### Exercise goal
Collect the lines of the entries where "Raleigh" shows up.

### Data for analysis
// ============================================================================
// Parts
// ============================================================================

#[test]
fn test_part_list_status_count() {
    let tmp = TempDir::new().unwrap();
    velo(&tmp)
        .args(["part", "list", "--status", "ordered", "--count"])
        .assert()
        .success()
        .stdout("4\n");
}

#[test]
fn test_part_list_category_is_exact() {
    let tmp = TempDir::new().unwrap();
    velo(&tmp)
        .args(["part", "list", "--category", "Drivetrain", "-f", "id"])
        .assert()
        .success()
        .stdout("4\n2\n");

    velo(&tmp)
        .args(["part", "list", "--category", "drivetrain", "--count"])
        .assert()
        .success()
        .stdout("0\n");
}

#[test]
fn test_part_list_totals_cover_all_parts() {
    let tmp = TempDir::new().unwrap();
    velo(&tmp)
        .args(["part", "list", "--status", "needed"])
        .assert()
        .success()
        .stdout(predicate::str::contains("3 part(s) found"))
        .stdout(predicate::str::contains("10 part(s)"))
        .stdout(predicate::str::contains("4 on order"))
        .stdout(predicate::str::contains("1 installed"));
}

#[test]
fn test_part_list_for_project_json() {
    let tmp = TempDir::new().unwrap();
    let parts = json_of(velo(&tmp).args(["part", "list", "--project", "PROJ@1", "-f", "json"]));
    let parts = parts.as_array().unwrap();
    assert_eq!(parts.len(), 3);
    assert!(parts
        .iter()
        .all(|p| p["project_title"] == "1985 Trek 720 Touring Bike"));
}

#[test]
fn test_part_new_and_status_patch() {
    let tmp = TempDir::new().unwrap();
    velo(&tmp)
        .args([
            "part", "new", "--project", "PROJ@4", "--name", "Track Cog", "--category", "Drivetrain",
            "--cost", "$22.00",
        ])
        .assert()
        .success()
        .stdout(predicate::str::contains("Created part PART@11"))
        .stdout(predicate::str::contains("3 part(s) on this project"));

    velo(&tmp)
        .args(["part", "edit", "PART@3", "--status", "ordered", "--ordered", "2024-02-01"])
        .assert()
        .success()
        .stdout(predicate::str::contains("Updated part PART@3"))
        .stdout(predicate::str::contains("needed → ordered"));
}

#[test]
fn test_part_edit_keeps_numeric_cost() {
    let tmp = TempDir::new().unwrap();
    let part = json_of(velo(&tmp).args([
        "part",
        "edit",
        "PART@4",
        "--status",
        "received",
        "--description",
        "Period-correct 53/42 rings",
        "-f",
        "json",
    ]));
    assert_eq!(part["cost"], 450.0);
    assert_eq!(part["status"], "received");
    assert_eq!(part["description"], "Period-correct 53/42 rings");
}

#[test]
fn test_part_new_requires_name() {
    let tmp = TempDir::new().unwrap();
    velo(&tmp)
        .args(["part", "new", "--project", "PROJ@1", "--ordered", "soon"])
        .assert()
        .failure()
        .stderr(predicate::str::contains("Part name is required"))
        .stderr(predicate::str::contains("Dates use YYYY-MM-DD format"));
}

#[test]
fn test_part_for_unknown_project() {
    let tmp = TempDir::new().unwrap();
    velo(&tmp)
        .args(["part", "new", "--project", "PROJ@42", "--name", "Bell"])
        .assert()
        .failure()
        .stderr(predicate::str::contains("project not found"));
}

// ============================================================================
// Sub-projects and photos
// ============================================================================

#[test]
fn test_sub_list_for_project() {
    let tmp = TempDir::new().unwrap();
    velo(&tmp)
        .args(["sub", "list", "--project", "PROJ@1", "--sort", "estimated-hours", "-f", "id"])
        .assert()
        .success()
        .stdout("3\n2\n1\n");
}

#[test]
fn test_sub_new_rejects_negative_hours() {
    let tmp = TempDir::new().unwrap();
    velo(&tmp)
        .args(["sub", "new", "--project", "PROJ@1", "--title", "Polish", "--estimated=-3"])
        .assert()
        .failure()
        .stderr(predicate::str::contains("Hours cannot be negative"));
}

#[test]
fn test_photo_inspiration_gallery() {
    let tmp = TempDir::new().unwrap();
    velo(&tmp)
        .args(["photo", "list", "--inspiration", "-f", "id"])
        .assert()
        .success()
        .stdout("4\n5\n6\n");
}

#[test]
fn test_photo_add_validates_image() {
    let tmp = TempDir::new().unwrap();
    velo(&tmp)
        .args(["photo", "add", "receipt.pdf", "--project", "PROJ@1"])
        .assert()
        .failure()
        .stderr(predicate::str::contains("receipt.pdf is not a valid image file"));

    velo(&tmp)
        .args(["photo", "add", "shots/headbadge.PNG", "--project", "PROJ@1"])
        .assert()
        .success()
        .stdout(predicate::str::contains("Added photo PHOTO@7"))
        .stdout(predicate::str::contains("4 photo(s)"));
}

// ============================================================================
// Dashboard, search, export
// ============================================================================

#[test]
fn test_dashboard_sections() {
    let tmp = TempDir::new().unwrap();
    velo(&tmp)
        .args(["dashboard", "--limit", "2"])
        .assert()
        .success()
        .stdout(predicate::str::contains("PROJECTS"))
        .stdout(predicate::str::contains("ON ORDER (4)"))
        .stdout(predicate::str::contains("+2 more"))
        .stdout(predicate::str::contains("COST SUMMARY"))
        .stdout(predicate::str::contains("Final costs $467.00"))
        .stdout(predicate::str::contains("$362.01 over"))
        .stdout(predicate::str::contains("17%"));
}

#[test]
fn test_dashboard_json() {
    let tmp = TempDir::new().unwrap();
    let dashboard = json_of(velo(&tmp).args(["dashboard", "-f", "json"]));
    assert_eq!(dashboard["completion_rate"], 17);
    assert_eq!(dashboard["projects"]["in-progress"], 2);
    assert_eq!(dashboard["parts"]["on_order"], 4);

    let totals = &dashboard["cost_totals"];
    assert!((totals["parts_value"].as_f64().unwrap() - 1424.99).abs() < 1e-6);
    assert!((totals["parts_total"].as_f64().unwrap() - 1424.99).abs() < 1e-6);
    assert_eq!(totals["final_total"], 467.0);
    assert_eq!(dashboard["costs"][0]["over_budget"], true);
}

#[test]
fn test_search_across_entities() {
    let tmp = TempDir::new().unwrap();
    velo(&tmp)
        .args(["search", "frame", "--count"])
        .assert()
        .success()
        .stdout("3\n");

    velo(&tmp)
        .args(["search", "chain reaction"])
        .assert()
        .success()
        .stdout(predicate::str::contains("Continental Grand Prix 5000 Tires"));
}

#[test]
fn test_export_json() {
    let tmp = TempDir::new().unwrap();
    let catalog = json_of(velo(&tmp).args(["export", "-f", "json"]));
    assert_eq!(catalog["projects"].as_array().unwrap().len(), 6);
    assert_eq!(catalog["parts"].as_array().unwrap().len(), 10);
    assert_eq!(catalog["photos"].as_array().unwrap().len(), 6);
}

#[test]
fn test_export_rejects_table_formats() {
    let tmp = TempDir::new().unwrap();
    velo(&tmp)
        .args(["export", "-f", "csv"])
        .assert()
        .failure();
}

// ============================================================================
// Catalog files
// ============================================================================

#[test]
fn test_exported_yaml_loads_as_catalog() {
    let tmp = TempDir::new().unwrap();
    let yaml = stdout_of(velo(&tmp).arg("export"));
    let path = write_catalog(&tmp, &yaml);

    velo(&tmp)
        .args(["project", "list", "--count", "--catalog"])
        .arg(&path)
        .assert()
        .success()
        .stdout("6\n");
}

#[test]
fn test_custom_catalog_file() {
    let tmp = TempDir::new().unwrap();
    let path = write_catalog(
        &tmp,
        r#"
projects:
  - id: a
    title: Raleigh Chopper
    description: Seventies icon, needs everything
    status: on-hold
    start_date: 2024-06-01
    target_date: 2024-09-01
parts:
  - id: p1
    project_id: a
    name: Sissy bar
    status: needed
    cost: 40
"#,
    );

    velo(&tmp)
        .args(["part", "list", "-f", "csv", "--catalog"])
        .arg(&path)
        .assert()
        .success()
        .stdout(predicate::str::contains("Sissy bar"))
        .stdout(predicate::str::contains("Raleigh Chopper"));

    velo(&tmp)
        .env("VELO_CATALOG", &path)
        .args(["project", "list", "-f", "id"])
        .assert()
        .success()
        .stdout("a\n");
}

### Result of this task
    title: Raleigh Chopper
        .stdout(predicate::str::contains("Raleigh Chopper"));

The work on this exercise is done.